- Instructions to follow:
Look over the lines below. Report each one that includes the string "Some".

════════════════

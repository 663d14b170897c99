#![cfg_attr(feature = "fail-on-warnings", deny(warnings))]
#![warn(clippy::all, clippy::pedantic, clippy::nursery, clippy::cargo)]
#![allow(clippy::multiple_crate_versions, clippy::cargo_common_metadata)]

//! Closure-risk model and result types.
//!
//! [`ModelDefinition`] is the serialized form of a closure model (size
//! buckets, ordered rule table, tier breakpoints) as it appears in preset
//! and run-config TOML. Scoring produces one [`ScenarioResult`] per
//! geography, scenario, and year.

use serde::{Deserialize, Serialize};
use strum_macros::{AsRefStr, Display, EnumString};

/// How risky an institution matched by a rule is considered.
#[derive(
    Debug,
    Clone,
    Copy,
    Default,
    PartialEq,
    Eq,
    PartialOrd,
    Ord,
    Hash,
    Serialize,
    Deserialize,
    Display,
    EnumString,
    AsRefStr,
)]
#[serde(rename_all = "snake_case")]
#[strum(serialize_all = "snake_case")]
pub enum RuleSeverity {
    /// Ordinary background risk.
    #[default]
    None,
    /// Elevated risk.
    Elevated,
    /// Severe risk. Also counted as elevated.
    Severe,
}

/// How a composite ratio at or below zero (no decline, or growth) is
/// scored.
#[derive(
    Debug,
    Clone,
    Copy,
    Default,
    PartialEq,
    Eq,
    Hash,
    Serialize,
    Deserialize,
    Display,
    EnumString,
    AsRefStr,
)]
#[serde(rename_all = "snake_case")]
#[strum(serialize_all = "snake_case")]
pub enum GrowthPolicy {
    /// Evaluate the rule table as usual.
    #[default]
    Background,
    /// Expect no closures at all.
    NoClosures,
}

/// One size bucket in a model definition.
#[derive(Debug, Clone, PartialEq, Serialize, Deserialize)]
pub struct BucketDefinition {
    /// Bucket label (e.g. `"100_199"`).
    pub label: String,
    /// Institutions with enrollment strictly below this fall in the bucket.
    /// `None` marks the open-ended top bucket.
    #[serde(default)]
    pub upper: Option<f64>,
    /// Representative enrollment for the bucket. For the open-ended bucket
    /// this is a minimum; the mean of its members is used if larger.
    pub average: f64,
}

/// One row of the ordered closure rule table.
///
/// A rule matches when every condition it sets holds. A rule with no
/// conditions matches everything.
#[derive(Debug, Clone, PartialEq, Serialize, Deserialize)]
pub struct ClosureRule {
    /// Rule label (e.g. `"small_steep"`).
    pub label: String,
    /// Matches when projected enrollment is strictly below this.
    #[serde(default)]
    pub projected_below: Option<f64>,
    /// Matches when the decline ratio is strictly above this.
    #[serde(default)]
    pub decline_above: Option<f64>,
    /// Annual closure probability in `[0, 1]`.
    pub annual_probability: f64,
    /// Severity tally the rule contributes to.
    #[serde(default)]
    pub severity: RuleSeverity,
}

impl ClosureRule {
    /// Returns `true` if this rule applies.
    #[must_use]
    pub fn matches(&self, projected: f64, decline_ratio: f64) -> bool {
        self.projected_below.is_none_or(|limit| projected < limit)
            && self.decline_above.is_none_or(|limit| decline_ratio > limit)
    }

    /// Returns `true` if the rule has no conditions.
    #[must_use]
    pub const fn is_catch_all(&self) -> bool {
        self.projected_below.is_none() && self.decline_above.is_none()
    }

    /// Returns `true` if every input `other` matches is also
    /// matched by `self`.
    #[must_use]
    pub fn subsumes(&self, other: &Self) -> bool {
        let projected_wider = match (self.projected_below, other.projected_below) {
            (None, _) => true,
            (Some(_), None) => false,
            (Some(mine), Some(theirs)) => mine >= theirs,
        };
        let decline_wider = match (self.decline_above, other.decline_above) {
            (None, _) => true,
            (Some(_), None) => false,
            (Some(mine), Some(theirs)) => mine <= theirs,
        };
        projected_wider && decline_wider
    }
}

/// Risk tiers by decline percentage.
///
/// An institution falls in the first tier whose breakpoint its decline
/// percentage is strictly below; past the last breakpoint it falls in the
/// last tier. There is always one more label than breakpoints.
#[derive(Debug, Clone, PartialEq, Serialize, Deserialize)]
pub struct TierBreakpoints {
    /// Increasing breakpoints in percent.
    pub breakpoints: Vec<f64>,
    /// Tier labels, lowest risk first.
    pub labels: Vec<String>,
}

impl Default for TierBreakpoints {
    fn default() -> Self {
        Self {
            breakpoints: vec![10.0, 25.0, 50.0],
            labels: ["green", "yellow", "orange", "red"]
                .into_iter()
                .map(str::to_string)
                .collect(),
        }
    }
}

impl TierBreakpoints {
    /// Returns the index of the tier `decline_pct` falls in.
    #[must_use]
    pub fn tier_of(&self, decline_pct: f64) -> usize {
        self.breakpoints
            .iter()
            .position(|b| decline_pct < *b)
            .unwrap_or(self.breakpoints.len())
    }
}

fn default_min_viable_size() -> f64 {
    100.0
}

/// Serialized closure model.
#[derive(Debug, Clone, PartialEq, Serialize, Deserialize)]
pub struct ModelDefinition {
    /// Short name (preset key).
    #[serde(default)]
    pub name: String,
    /// One-line description.
    #[serde(default)]
    pub description: String,
    /// Size buckets, smallest first.
    pub buckets: Vec<BucketDefinition>,
    /// Ordered rule table; the first match wins.
    pub rules: Vec<ClosureRule>,
    /// Probability when no rule matches. May be omitted if the last rule
    /// is a catch-all.
    #[serde(default)]
    pub default_probability: Option<f64>,
    /// Decline tiers.
    #[serde(default)]
    pub tiers: TierBreakpoints,
    /// Institutions projected below this size count as below minimum.
    #[serde(default = "default_min_viable_size")]
    pub min_viable_size: f64,
    /// Treatment of no-decline and growth ratios.
    #[serde(default)]
    pub growth_policy: GrowthPolicy,
}

/// One institution from a directory extract.
#[derive(Debug, Clone, PartialEq, Serialize, Deserialize)]
pub struct Institution {
    /// Geography the institution is counted in.
    pub geography_id: String,
    /// Directory identifier, unique within the extract.
    pub institution_id: String,
    /// Current enrollment.
    pub enrollment: f64,
}

/// Institutions of one size bucket in one geography.
#[derive(Debug, Clone, PartialEq, Serialize, Deserialize)]
pub struct SizeBucket {
    /// Bucket label.
    pub label: String,
    /// Representative current enrollment.
    pub avg_enrollment: f64,
    /// Number of institutions.
    pub count: u64,
}

/// Scoring detail for one bucket.
#[derive(Debug, Clone, PartialEq, Serialize, Deserialize)]
pub struct ClosureEstimate {
    /// Bucket label.
    pub bucket: String,
    /// Institutions in the bucket.
    pub count: u64,
    /// Representative enrollment after decline.
    pub projected_enrollment: f64,
    /// Label of the rule that matched (`"default"` if none did).
    pub rule: String,
    /// Annual closure probability.
    pub annual_probability: f64,
    /// Cumulative closure probability over the horizon.
    pub cumulative_probability: f64,
    /// `count * cumulative_probability`.
    pub expected_closures: f64,
}

/// Institution count in one risk tier.
#[derive(Debug, Clone, PartialEq, Serialize, Deserialize)]
pub struct TierCount {
    /// Tier label.
    pub label: String,
    /// Institutions in the tier.
    pub count: u64,
    /// Percent of the institution stock.
    pub pct: f64,
}

/// Score for one geography under one scenario in one year.
#[derive(Debug, Clone, PartialEq, Serialize, Deserialize)]
pub struct ScenarioResult {
    /// Geography key.
    pub geography_id: String,
    /// Scenario combination id.
    pub scenario_id: String,
    /// Target year.
    pub year: i32,
    /// Composite decline ratio (`1.0` = total loss, negative = growth).
    pub decline_ratio: f64,
    /// `decline_ratio * 100`.
    pub decline_pct: f64,
    /// Institutions scored.
    pub institution_count: u64,
    /// Sum of representative enrollment before decline.
    pub current_value: f64,
    /// Sum of representative enrollment after decline.
    pub projected_value: f64,
    /// Expected closures over the horizon. Never negative.
    pub expected_closures: f64,
    /// Expected closures as percent of the institution stock.
    pub expected_closures_pct: f64,
    /// Tier counts, summing to `institution_count`.
    pub tiers: Vec<TierCount>,
    /// Institutions projected below the minimum viable size.
    pub below_minimum: u64,
    /// `below_minimum` as percent of the stock.
    pub below_minimum_pct: f64,
    /// Institutions matched by elevated or severe rules.
    pub elevated_risk: u64,
    /// `elevated_risk` as percent of the stock.
    pub elevated_risk_pct: f64,
    /// Institutions matched by severe rules.
    pub severe_risk: u64,
    /// `severe_risk` as percent of the stock.
    pub severe_risk_pct: f64,
    /// Per-bucket detail.
    pub buckets: Vec<ClosureEstimate>,
}

#[cfg(test)]
mod tests {
    use super::*;

    fn rule(projected_below: Option<f64>, decline_above: Option<f64>) -> ClosureRule {
        ClosureRule {
            label: "r".to_string(),
            projected_below,
            decline_above,
            annual_probability: 0.01,
            severity: RuleSeverity::None,
        }
    }

    #[test]
    fn rule_matching_is_strict() {
        let r = rule(Some(200.0), Some(0.25));
        assert!(r.matches(199.0, 0.26));
        assert!(!r.matches(200.0, 0.26));
        assert!(!r.matches(150.0, 0.25));
        assert!(rule(None, None).matches(1e9, -1.0));
    }

    #[test]
    fn subsumption() {
        let catch_all = rule(None, None);
        let small = rule(Some(100.0), None);
        let small_steep = rule(Some(200.0), Some(0.25));

        assert!(catch_all.subsumes(&small));
        assert!(!small.subsumes(&catch_all));
        assert!(!small.subsumes(&small_steep));
        assert!(!small_steep.subsumes(&small));
        assert!(rule(Some(300.0), Some(0.10)).subsumes(&small_steep));
    }

    #[test]
    fn default_tiers() {
        let tiers = TierBreakpoints::default();
        assert_eq!(tiers.tier_of(-5.0), 0);
        assert_eq!(tiers.tier_of(9.99), 0);
        assert_eq!(tiers.tier_of(10.0), 1);
        assert_eq!(tiers.tier_of(49.0), 2);
        assert_eq!(tiers.tier_of(50.0), 3);
        assert_eq!(tiers.tier_of(100.0), 3);
    }
}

════════════════

- Exercise output:
            (Some(_), None) => false,
            (Some(mine), Some(theirs)) => mine >= theirs,
            (Some(_), None) => false,
            (Some(mine), Some(theirs)) => mine <= theirs,
        let r = rule(Some(200.0), Some(0.25));
        let small = rule(Some(100.0), None);
        let small_steep = rule(Some(200.0), Some(0.25));
        assert!(rule(Some(300.0), Some(0.10)).subsumes(&small_steep));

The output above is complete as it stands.